Investigating Organic Aerosol Composition, Phase State, and Miscibility Across Two Cities with Evolving Vehicle Fleets

Kinjal Kolhe, Kamal Sahu, Harish C Phuleria, JENNA DITTO, Washington University in St. Louis

     Abstract Number: 506
     Working Group: Aerosol Processes and Properties in Changing Environments in the Anthropocene

Abstract
In this work, we assess chemical composition, properties, and heterogeneity of urban aerosols measured in two cities: St. Louis, USA and Mumbai, India. While electric and hybrid vehicles are on the rise globally, their sales vary by country. In the U.S., this growth of hybrid and electric vehicles currently represents about 15-20% of new car sales, while in India this growth is closer to 5-10%. With urban aerosol composition transforming as a result of vehicle fleet electrification, we aim to explore whether this transition impacts the chemical/physical properties of urban organic aerosol mixtures, focusing on aerosol phase state with additional analyses of aerosol thermodynamic mixing favorability (miscibility).

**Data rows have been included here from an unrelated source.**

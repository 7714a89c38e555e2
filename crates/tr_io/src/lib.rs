//! tr_io — history stream source, settings file, and source metadata.
//!
//! Single-source-of-truth I/O crate: everything that touches the filesystem
//! lives here. The engine crates (`tr_algo`, `tr_pipeline`) stay I/O-free and
//! consume the typed values this crate produces. Local files only.

#![forbid(unsafe_code)]

use thiserror::Error;

/// Unified error for tr_io (stream reading + settings).
#[derive(Debug, Error)]
pub enum IoError {
    /// Filesystem / path errors (open, metadata, read).
    #[error("io error: {0}")]
    Read(String),

    /// A stream line that failed to decode. Fatal: the run aborts rather
    /// than skip data.
    #[error("decode error at line {line}: {msg}")]
    Decode { line: usize, msg: String },

    /// Settings file shape/content errors.
    #[error("settings error: {0}")]
    Settings(String),
}

pub type IoResult<T> = Result<T, IoError>;

impl From<std::io::Error> for IoError {
    fn from(e: std::io::Error) -> Self {
        IoError::Read(e.to_string())
    }
}

pub mod settings;
pub mod stream;

pub use settings::Settings;
pub use stream::{SourceMeta, VersionReader};
// crates/tr_cli/src/main.rs
//
// Binary entry point: exit-code mapping, logging setup, and the single run
// path (resolve config → stream pass → stdout preview → render reports).

mod args;

mod exitcodes {
    /// Stable exit codes for scripts.
    pub const OK: i32 = 0;
    /// Configuration errors (flags/settings incomplete or invalid).
    pub const CONFIG: i32 = 2;
    /// I/O, decode, render, or write failures.
    pub const IO: i32 = 4;
}

use std::fs;
use std::path::Path;
use std::process::ExitCode;

use comfy_table::{presets::UTF8_FULL_CONDENSED, ContentArrangement, Table};
use tracing::debug;

use args::{parse_and_validate, CliError, RunConfig};
use tr_pipeline::{run_path, PipelineError, PipelineOutputs};
use tr_report::{build_model, ReportError, ReportModel};

/// Central error type for CLI → exit-code mapping.
#[derive(Debug)]
enum MainError {
    /// I/O failures (stream open/decode, report writes)
    Io(String),
    /// Rendering errors (template or serialization)
    Render(String),
}

impl std::fmt::Display for MainError {
    fn fmt(&self, f: &mut std::fmt::Formatter<'_>) -> std::fmt::Result {
        match self {
            MainError::Io(m) => write!(f, "{m}"),
            MainError::Render(m) => write!(f, "render: {m}"),
        }
    }
}

fn main() -> ExitCode {
    let cfg = match parse_and_validate() {
        Ok(c) => c,
        Err(e) => {
            eprintln!("tagrank: error: {e}");
            // A missing input file is an input error, not a flag mistake.
            let rc = match e {
                CliError::NotFound(_) => exitcodes::IO,
                _ => exitcodes::CONFIG,
            };
            return ExitCode::from(rc as u8);
        }
    };

    let filter = if cfg.verbose { "debug" } else { "info" };
    tracing_subscriber::fmt()
        .with_env_filter(filter)
        .with_writer(std::io::stderr)
        .init();

    let rc = match run_once(&cfg) {
        Ok(()) => exitcodes::OK,
        Err(e) => {
            eprintln!("tagrank: error: {e}");
            map_error(&e)
        }
    };
    ExitCode::from(rc as u8)
}

/// Full run path: one stream pass, stdout preview, report rendering.
fn run_once(cfg: &RunConfig) -> Result<(), MainError> {
    let outputs = run_path(&cfg.file, cfg.params.clone()).map_err(map_pipeline_err)?;

    if !cfg.quiet {
        print_preview(&outputs, cfg.top);
        print_totals(&outputs);
    }

    let model = build_model(&outputs);
    for fmt in &cfg.render {
        match fmt.as_str() {
            "html" => write_html(&model, &cfg.out)?,
            "json" => write_json(&model, &cfg.out.with_extension("json"))?,
            other => return Err(MainError::Render(format!("unknown renderer: {other}"))),
        }
    }
    Ok(())
}

/// Map our typed errors to the exit-code table.
fn map_error(e: &MainError) -> i32 {
    match e {
        MainError::Io(_) => exitcodes::IO,
        MainError::Render(_) => exitcodes::IO,
    }
}

fn map_pipeline_err(e: PipelineError) -> MainError {
    match e {
        PipelineError::Io(m) => MainError::Io(m),
    }
}

fn map_report_err(e: ReportError) -> MainError {
    MainError::Render(e.to_string())
}

/// Echo the top rows to stdout (operator preview; the report is the real
/// output).
fn print_preview(outputs: &PipelineOutputs, top: usize) {
    if outputs.rows.is_empty() {
        println!("no users above the minimum score");
        return;
    }
    let mut table = Table::new();
    table
        .load_preset(UTF8_FULL_CONDENSED)
        .set_content_arrangement(ContentArrangement::Dynamic)
        .set_header(tr_report::COLUMNS.to_vec());
    for row in outputs.rows.iter().take(top) {
        table.add_row(vec![
            row.rank.to_string(),
            row.user.clone(),
            row.points.to_string(),
            row.paths.to_string(),
            row.relations.to_string(),
            row.score.to_string(),
            row.total.to_string(),
        ]);
    }
    println!("{table}");
}

fn print_totals(outputs: &PipelineOutputs) {
    let t = &outputs.totals;
    println!("total point versions seen    : {}", group_digits(t.point_versions));
    println!("total path versions seen     : {}", group_digits(t.path_versions));
    println!("total relation versions seen : {}", group_digits(t.relation_versions));
}

/// Thousands-separated rendering for the totals lines.
fn group_digits(n: u64) -> String {
    let digits = n.to_string();
    let mut out = String::with_capacity(digits.len() + digits.len() / 3);
    for (i, c) in digits.chars().enumerate() {
        if i > 0 && (digits.len() - i) % 3 == 0 {
            out.push(',');
        }
        out.push(c);
    }
    out
}

// Always accept the concrete model type; gate the body by feature.
fn write_html(model: &ReportModel, out: &Path) -> Result<(), MainError> {
    #[cfg(feature = "report-html")]
    {
        let html = tr_report::render_html(model).map_err(map_report_err)?;
        fs::write(out, html)
            .map_err(|e| MainError::Io(format!("write {}: {e}", out.display())))?;
        debug!(path = %out.display(), "wrote html report");
        return Ok(());
    }
    #[cfg(not(feature = "report-html"))]
    {
        let _ = (model, out);
        Err(MainError::Render(
            "html renderer not enabled (build with feature `report-html`)".into(),
        ))
    }
}

fn write_json(model: &ReportModel, out: &Path) -> Result<(), MainError> {
    #[cfg(feature = "report-json")]
    {
        let json = tr_report::render_json(model).map_err(map_report_err)?;
        fs::write(out, json)
            .map_err(|e| MainError::Io(format!("write {}: {e}", out.display())))?;
        debug!(path = %out.display(), "wrote json report");
        return Ok(());
    }
    #[cfg(not(feature = "report-json"))]
    {
        let _ = (model, out);
        Err(MainError::Render(
            "json renderer not enabled (build with feature `report-json`)".into(),
        ))
    }
}
//! tr_core — Core types and parameter domains for the tagrank engine.
//!
//! This crate is **I/O-free**. It defines the stable types shared across the
//! workspace (`tr_io`, `tr_algo`, `tr_pipeline`, `tr_report`, `tr_cli`):
//!
//! - Entity model: `EntityKind`, `EntityVersion`
//! - Run configuration: `AttrSelector`, `Weights`, `Params`
//!
//! Serialization derives are gated behind the `serde` feature.

#![forbid(unsafe_code)]
#![cfg_attr(not(feature = "std"), no_std)]

extern crate alloc;

pub mod entity;
pub mod params;

pub mod errors {
    use core::fmt;

    /// Minimal error set for core-domain parsing.
    #[derive(Clone, Copy, Debug, Eq, PartialEq)]
    pub enum CoreError {
        /// The attribute selector was empty; the filter decision would be
        /// undefined without one.
        EmptySelector,
    }

    impl fmt::Display for CoreError {
        fn fmt(&self, f: &mut fmt::Formatter<'_>) -> fmt::Result {
            match self {
                CoreError::EmptySelector => write!(f, "empty attribute selector"),
            }
        }
    }
}

pub use entity::{EntityKind, EntityVersion};
pub use params::{AttrSelector, Params, Weights, DEFAULT_MIN_SCORE};
//! crates/tr_algo/src/gate.rs
//! First-touch gate: decides whether one version contributes to tallying.
//!
//! Contract, per version in stream order:
//! 1. reject when the entity `(kind, id)` has already been claimed
//! 2. otherwise accept iff the selector matches (wildcard, or key present)
//! 3. mark the entity claimed **only on acceptance**
//!
//! Step 3 means an entity whose early versions lack the attribute stays
//! unclaimed until a qualifying version arrives; that version's user gets
//! the credit, and every later version of the entity is dropped. Versions
//! rejected by the filter leave no trace.

use std::collections::HashSet;

use tr_core::{AttrSelector, EntityKind, EntityVersion};

/// Composite key marking an entity as attributed.
type ClaimKey = (EntityKind, i64);

/// Deduplicating attribute gate. One instance per run; the claim set only
/// grows.
#[derive(Debug, Default)]
pub struct FirstTouchGate {
    claimed: HashSet<ClaimKey>,
}

impl FirstTouchGate {
    pub fn new() -> Self {
        Self::default()
    }

    /// Number of entities claimed so far.
    pub fn claimed_len(&self) -> usize {
        self.claimed.len()
    }

    /// Admit or drop one version. `true` means the version's user receives
    /// the attribution credit and the entity is now claimed.
    pub fn admit(&mut self, version: &EntityVersion, selector: &AttrSelector) -> bool {
        let key = version.entity_key();
        if self.claimed.contains(&key) {
            return false;
        }
        let accepted = match selector {
            AttrSelector::Any => true,
            AttrSelector::Key(k) => version.attrs.contains_key(k),
        };
        if accepted {
            self.claimed.insert(key);
        }
        accepted
    }
}
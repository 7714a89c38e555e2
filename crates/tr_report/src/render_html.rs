//! crates/tr_report/src/render_html.rs
//! HTML renderer: one embedded minijinja template, asset-free, autoescaped
//! (the template name ends in `.html`, which switches minijinja's HTML
//! escaping on). Output is a self-contained document.

use minijinja::Environment;

use crate::{ReportError, ReportModel};

static TEMPLATE: &str = r#"<!doctype html>
<html lang="en">
<head>
<meta charset="utf-8">
<title>{{ title }}</title>
<style>
  body { font-family: sans-serif; margin: 2em; }
  h1 { font-size: 2.0em; }
  p { font-size: 0.9em; }
  table { border-collapse: collapse; width: 100%; }
  th, td { border: 1px solid #ccc; padding: 0.3em 0.6em; text-align: left; }
  th { background: #eee; }
</style>
</head>
<body>
<h1>{{ title }}</h1>
<div class="info">
  {% if attribute == "*" -%}
  <p>Users ranked by the entities they first edited (any attribute)</p>
  {%- else -%}
  <p>Users ranked by the entities they first marked with the attribute "{{ attribute }}"</p>
  {%- endif %}
  <p>File parsed: {{ source_path }}</p>
  <p>File timestamp: {{ source_modified }}</p>
  <p>Score = points*{{ weights.point }} + paths*{{ weights.path }} + relations*{{ weights.relation }}</p>
  <p>Minimum score: {{ min_score }}</p>
</div>
<table>
  <thead>
    <tr>{% for c in columns %}<th>{{ c }}</th>{% endfor %}</tr>
  </thead>
  <tbody>
  {% for r in rows %}
    <tr><td>{{ r.rank }}</td><td>{{ r.user }}</td><td>{{ r.points }}</td><td>{{ r.paths }}</td><td>{{ r.relations }}</td><td>{{ r.score }}</td><td>{{ r.total }}</td></tr>
  {% endfor %}
  </tbody>
</table>
<p>Versions seen: {{ totals.point_versions }} points, {{ totals.path_versions }} paths, {{ totals.relation_versions }} relations</p>
</body>
</html>
"#;

/// Render the model into a complete HTML document.
pub fn render_html(model: &ReportModel) -> Result<String, ReportError> {
    let mut env = Environment::new();
    env.add_template("leaderboard.html", TEMPLATE)
        .map_err(|_| ReportError::Template("add_template"))?;
    let tmpl = env
        .get_template("leaderboard.html")
        .map_err(|_| ReportError::Template("get_template"))?;
    tmpl.render(minijinja::Value::from_serialize(model))
        .map_err(|_| ReportError::Template("render"))
}
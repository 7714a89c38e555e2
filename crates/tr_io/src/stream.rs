//! crates/tr_io/src/stream.rs
//! Stream reader: iterate a JSON Lines edit history in file order, one
//! `EntityVersion` per line. Single pass, no reordering; nothing is buffered
//! beyond the current line.

use std::fs::File;
use std::io::{BufRead, BufReader, Lines};
use std::path::Path;

use chrono::{DateTime, SecondsFormat, Utc};
use tracing::debug;
use tr_core::EntityVersion;

use crate::{IoError, IoResult};

/// Source identity captured for report framing.
#[derive(Debug, Clone)]
pub struct SourceMeta {
    /// Path string as given by the caller.
    pub path: String,
    /// Filesystem modification time, when the platform reports one.
    pub modified: Option<DateTime<Utc>>,
}

impl SourceMeta {
    /// RFC 3339 UTC rendering of the modification time, or `"unknown"`.
    pub fn modified_display(&self) -> String {
        match self.modified {
            Some(t) => t.to_rfc3339_opts(SecondsFormat::Secs, true),
            None => String::from("unknown"),
        }
    }
}

/// Streaming reader over a JSON Lines history file.
///
/// Yields versions in file order. Blank lines are skipped; any undecodable
/// line is a fatal input error surfaced to the caller.
pub struct VersionReader {
    lines: Lines<BufReader<File>>,
    line_no: usize,
    meta: SourceMeta,
}

impl VersionReader {
    /// Open `path` and capture its metadata for report framing.
    pub fn open<P: AsRef<Path>>(path: P) -> IoResult<Self> {
        let path = path.as_ref();
        let file = File::open(path)
            .map_err(|e| IoError::Read(format!("{}: {e}", path.display())))?;
        let modified = file
            .metadata()
            .ok()
            .and_then(|m| m.modified().ok())
            .map(DateTime::<Utc>::from);
        debug!(path = %path.display(), "opened history stream");
        Ok(VersionReader {
            lines: BufReader::new(file).lines(),
            line_no: 0,
            meta: SourceMeta {
                path: path.display().to_string(),
                modified,
            },
        })
    }

    pub fn meta(&self) -> &SourceMeta {
        &self.meta
    }
}

impl Iterator for VersionReader {
    type Item = IoResult<EntityVersion>;

    fn next(&mut self) -> Option<Self::Item> {
        loop {
            let line = match self.lines.next()? {
                Ok(l) => l,
                Err(e) => return Some(Err(IoError::from(e))),
            };
            self.line_no += 1;
            if line.trim().is_empty() {
                continue;
            }
            return Some(serde_json::from_str(&line).map_err(|e| IoError::Decode {
                line: self.line_no,
                msg: e.to_string(),
            }));
        }
    }
}
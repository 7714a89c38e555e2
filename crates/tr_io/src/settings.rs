//! crates/tr_io/src/settings.rs
//! Optional settings file: one small JSON document that can pre-fill any
//! part of the run configuration. Explicit command-line flags always win;
//! the merge itself happens in the CLI.

use std::fs;
use std::path::Path;

use serde::Deserialize;

use crate::{IoError, IoResult};

/// Per-kind multipliers as spelled in the settings file.
#[derive(Debug, Clone, Copy, Default, Deserialize)]
#[serde(deny_unknown_fields)]
pub struct SettingsWeights {
    pub point: Option<u64>,
    pub path: Option<u64>,
    pub relation: Option<u64>,
}

/// Settings document. Every field is optional; omitted fields fall back to
/// flags or built-in defaults.
#[derive(Debug, Clone, Default, Deserialize)]
#[serde(deny_unknown_fields)]
pub struct Settings {
    pub file: Option<String>,
    pub attribute: Option<String>,
    pub min_score: Option<u64>,
    pub out: Option<String>,
    pub weights: Option<SettingsWeights>,
}

impl Settings {
    /// Load and parse a settings file. Unknown fields are rejected so typos
    /// fail loudly instead of silently falling back to defaults.
    pub fn load<P: AsRef<Path>>(path: P) -> IoResult<Self> {
        let path = path.as_ref();
        let text = fs::read_to_string(path)
            .map_err(|e| IoError::Settings(format!("{}: {e}", path.display())))?;
        serde_json::from_str(&text)
            .map_err(|e| IoError::Settings(format!("{}: {e}", path.display())))
    }
}
//! crates/tr_report/src/render_json.rs
//! JSON renderer: the model serialized as-is (stable field order comes from
//! the struct layout), for scripting consumers.

use crate::{ReportError, ReportModel};

/// Serialize the model as pretty-printed JSON.
pub fn render_json(model: &ReportModel) -> Result<String, ReportError> {
    serde_json::to_string_pretty(model).map_err(|_| ReportError::Serialize("report model"))
}
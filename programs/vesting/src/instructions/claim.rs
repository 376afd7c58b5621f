use std::collections::BTreeSet;

use anchor_lang::prelude::*;

use crate::engine::{AssetTransfer, TimeSource, VestingEngine};
use crate::error::VestingError;
use crate::utils::vesting::releasable_amount;

/// One pool's contribution to a claim.
#[derive(AnchorSerialize, AnchorDeserialize, Clone, Copy, Debug, PartialEq, Eq)]
pub struct ClaimShare {
    pub pool_id: u64,
    pub amount: u64,
    /// Allocation's `distributed_amount` once the claim is committed.
    pub distributed_after: u64,
}

#[derive(AnchorSerialize, AnchorDeserialize, Clone, Debug, PartialEq, Eq)]
pub struct ClaimReceipt {
    pub beneficiary: Pubkey,
    pub asset: Pubkey,
    /// Total handed to the transfer collaborator.
    pub amount: u64,
    pub shares: Vec<ClaimShare>,
}

impl<C: TimeSource> VestingEngine<C> {
    /// Pays out everything releasable to `beneficiary` in `asset`, across every
    /// matching pool or only the listed ones, as one transfer.
    ///
    /// Nothing is recorded unless the transfer succeeds: the plan is computed
    /// first, the transfer runs, and only then are the pools' distributed
    /// amounts advanced.
    pub fn claim<T: AssetTransfer + ?Sized>(
        &mut self,
        beneficiary: Pubkey,
        asset: Pubkey,
        pool_ids: Option<&[u64]>,
        transfer: &mut T,
    ) -> Result<ClaimReceipt> {
        require!(!self.is_blocked(&beneficiary), VestingError::Blocked);
        let now = self.now();

        let selected: Option<BTreeSet<u64>> = match pool_ids {
            Some(ids) => {
                for id in ids.iter() {
                    self.pool(*id)?;
                }
                Some(ids.iter().copied().collect())
            }
            None => None,
        };

        let mut shares = Vec::new();
        let mut total: u64 = 0;
        for (pool_id, pool) in self.state.pools.iter() {
            if pool.asset != asset {
                continue;
            }
            if let Some(selected) = &selected {
                if !selected.contains(pool_id) {
                    continue;
                }
            }
            let Some(allocation) = pool.live_allocation(&beneficiary) else {
                continue;
            };
            if pool.paused {
                msg!("pool {} is paused; skipped for {}", pool_id, beneficiary);
                continue;
            }

            let amount = releasable_amount(pool, allocation, now)?;
            if amount == 0 {
                continue;
            }
            let distributed_after = allocation
                .distributed_amount
                .checked_add(amount)
                .ok_or(VestingError::MathOverflow)?;
            total = total.checked_add(amount).ok_or(VestingError::MathOverflow)?;
            shares.push(ClaimShare {
                pool_id: *pool_id,
                amount,
                distributed_after,
            });
        }
        require!(total > 0, VestingError::NothingToClaim);

        if let Err(err) = transfer.transfer(&asset, &beneficiary, total) {
            msg!("transfer of {} to {} failed: {}", total, beneficiary, err);
            return Err(VestingError::TransferFailed.into());
        }

        for share in shares.iter() {
            let allocation = self
                .state
                .pools
                .get_mut(&share.pool_id)
                .and_then(|pool| pool.allocations.get_mut(&beneficiary));
            if let Some(allocation) = allocation {
                allocation.distributed_amount = share.distributed_after;
            }
            emit!(TokensClaimed {
                pool_id: share.pool_id,
                beneficiary,
                asset,
                amount: share.amount,
                distributed_total: share.distributed_after,
            });
        }

        Ok(ClaimReceipt {
            beneficiary,
            asset,
            amount: total,
            shares,
        })
    }
}

#[event]
pub struct TokensClaimed {
    pub pool_id: u64,
    pub beneficiary: Pubkey,
    pub asset: Pubkey,
    pub amount: u64,
    pub distributed_total: u64,
}

#[cfg(test)]
mod tests {
    use super::*;
    use crate::engine::test_support::*;
    use crate::state::{PoolConfig, StrategyConfig};

    struct Fixture {
        e: VestingEngine<ManualClock>,
        clock: ManualClock,
        admin: Pubkey,
        asset: Pubkey,
    }

    fn fixture() -> Fixture {
        let admin = Pubkey::new_unique();
        let clock = ManualClock::at(0);
        Fixture {
            e: engine(admin, &clock),
            clock,
            admin,
            asset: Pubkey::new_unique(),
        }
    }

    fn linear(asset: Pubkey, duration: i64) -> PoolConfig {
        PoolConfig {
            name: "pool".to_string(),
            asset,
            start: 0,
            cliff_duration: 0,
            initial_unlock_bps: 0,
            revocable: true,
            strategy: StrategyConfig::Linear { duration },
        }
    }

    #[test]
    fn aggregates_two_pools_into_one_transfer() {
        let mut f = fixture();
        let a = f.e.create_pool(&f.admin, linear(f.asset, 100)).unwrap();
        let b = f.e.create_pool(&f.admin, linear(f.asset, 100)).unwrap();
        let ivy = Pubkey::new_unique();
        f.e.add_allocation(&f.admin, a, ivy, 100).unwrap();
        f.e.add_allocation(&f.admin, b, ivy, 150).unwrap();

        f.clock.set(40);
        assert_eq!(f.e.releasable_amount(a, &ivy).unwrap(), 40);
        assert_eq!(f.e.releasable_amount(b, &ivy).unwrap(), 60);

        let mut transfer = RecordingTransfer::default();
        let receipt = f.e.claim(ivy, f.asset, None, &mut transfer).unwrap();
        assert_eq!(receipt.amount, 100);
        assert_eq!(transfer.sent, vec![(f.asset, ivy, 100)]);
        assert_eq!(f.e.allocation(a, &ivy).unwrap().distributed_amount, 40);
        assert_eq!(f.e.allocation(b, &ivy).unwrap().distributed_amount, 60);

        // Immediately claiming again has nothing left.
        assert_eq!(
            f.e.claim(ivy, f.asset, None, &mut transfer).unwrap_err(),
            anchor_err(VestingError::NothingToClaim)
        );
        assert_eq!(transfer.sent.len(), 1);
    }

    #[test]
    fn other_assets_and_unselected_pools_are_untouched() {
        let mut f = fixture();
        let other_asset = Pubkey::new_unique();
        let a = f.e.create_pool(&f.admin, linear(f.asset, 10)).unwrap();
        let b = f.e.create_pool(&f.admin, linear(f.asset, 10)).unwrap();
        let c = f.e.create_pool(&f.admin, linear(other_asset, 10)).unwrap();
        let jack = Pubkey::new_unique();
        for id in [a, b, c] {
            f.e.add_allocation(&f.admin, id, jack, 10).unwrap();
        }
        f.clock.set(10);

        let mut transfer = RecordingTransfer::default();
        let receipt = f
            .e
            .claim(jack, f.asset, Some(&[b, b]), &mut transfer)
            .unwrap();
        assert_eq!(receipt.amount, 10);
        assert_eq!(receipt.shares.len(), 1);
        assert_eq!(f.e.allocation(a, &jack).unwrap().distributed_amount, 0);
        assert_eq!(f.e.allocation(b, &jack).unwrap().distributed_amount, 10);
        assert_eq!(f.e.allocation(c, &jack).unwrap().distributed_amount, 0);

        assert_eq!(
            f.e.claim(jack, f.asset, Some(&[77]), &mut transfer).unwrap_err(),
            anchor_err(VestingError::PoolNotFound)
        );
    }

    #[test]
    fn failed_transfer_commits_nothing() {
        let mut f = fixture();
        let a = f.e.create_pool(&f.admin, linear(f.asset, 10)).unwrap();
        let kim = Pubkey::new_unique();
        f.e.add_allocation(&f.admin, a, kim, 10).unwrap();
        f.clock.set(5);

        let mut transfer = RecordingTransfer {
            fail: true,
            ..Default::default()
        };
        assert_eq!(
            f.e.claim(kim, f.asset, None, &mut transfer).unwrap_err(),
            anchor_err(VestingError::TransferFailed)
        );
        assert_eq!(f.e.allocation(a, &kim).unwrap().distributed_amount, 0);

        transfer.fail = false;
        assert_eq!(f.e.claim(kim, f.asset, None, &mut transfer).unwrap().amount, 5);
    }

    #[test]
    fn blocked_and_paused() {
        let mut f = fixture();
        let a = f.e.create_pool(&f.admin, linear(f.asset, 10)).unwrap();
        let b = f.e.create_pool(&f.admin, linear(f.asset, 10)).unwrap();
        let leo = Pubkey::new_unique();
        f.e.add_allocation(&f.admin, a, leo, 10).unwrap();
        f.e.add_allocation(&f.admin, b, leo, 20).unwrap();
        f.clock.set(10);

        let mut transfer = RecordingTransfer::default();
        f.e.set_blocked(&f.admin, leo, true).unwrap();
        assert_eq!(
            f.e.claim(leo, f.asset, None, &mut transfer).unwrap_err(),
            anchor_err(VestingError::Blocked)
        );
        f.e.set_blocked(&f.admin, leo, false).unwrap();

        f.e.set_paused(&f.admin, b, true).unwrap();
        let receipt = f.e.claim(leo, f.asset, None, &mut transfer).unwrap();
        assert_eq!(receipt.amount, 10);
        assert_eq!(f.e.allocation(b, &leo).unwrap().distributed_amount, 0);

        f.e.set_paused(&f.admin, b, false).unwrap();
        assert_eq!(f.e.claim(leo, f.asset, None, &mut transfer).unwrap().amount, 20);
    }

    #[test]
    fn no_allocation_means_nothing_to_claim() {
        let mut f = fixture();
        f.e.create_pool(&f.admin, linear(f.asset, 10)).unwrap();
        f.clock.set(100);
        let mut transfer = RecordingTransfer::default();
        assert_eq!(
            f.e.claim(Pubkey::new_unique(), f.asset, None, &mut transfer)
                .unwrap_err(),
            anchor_err(VestingError::NothingToClaim)
        );
    }
}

We performed a comparative analysis across urban background and roadway-adjacent PM_2.5 samples collected in St. Louis and Mumbai across several seasons. Additional paired indoor-outdoor samples were collected in St. Louis at an urban residence. All PM_2.5 samples were analyzed by gas chromatography-mass spectrometry and liquid chromatography-mass spectrometry tools, following both targeted and non-targeted approaches. Initial analyses of the urban aerosol’s hydrocarbon composition focused on polycyclic aromatic hydrocarbons (PAHs), as US EPA-classified priority pollutants, and diagnostic ratios revealed the dominance of PAHs from pyrogenic sources in both environments. Total PAH concentrations in Mumbai were 3-4 times higher than in St. Louis, including for species like benzo[a]pyrene (a group 1 carcinogen), and showed predominance of pyrene in both cities. Leveraging non-targeted analyses beyond the aerosol mixtures’ hydrocarbon components, our study investigates the transformation and evolution of urban outdoor aerosol in two different vehicle fleet electrification scenarios, and investigates resulting composition-dependent aerosol phase state and miscibility. Finally, paired indoor-outdoor samples are used to assess changes to chemical composition and phase state or miscibility properties upon indoor infiltration to residential environments.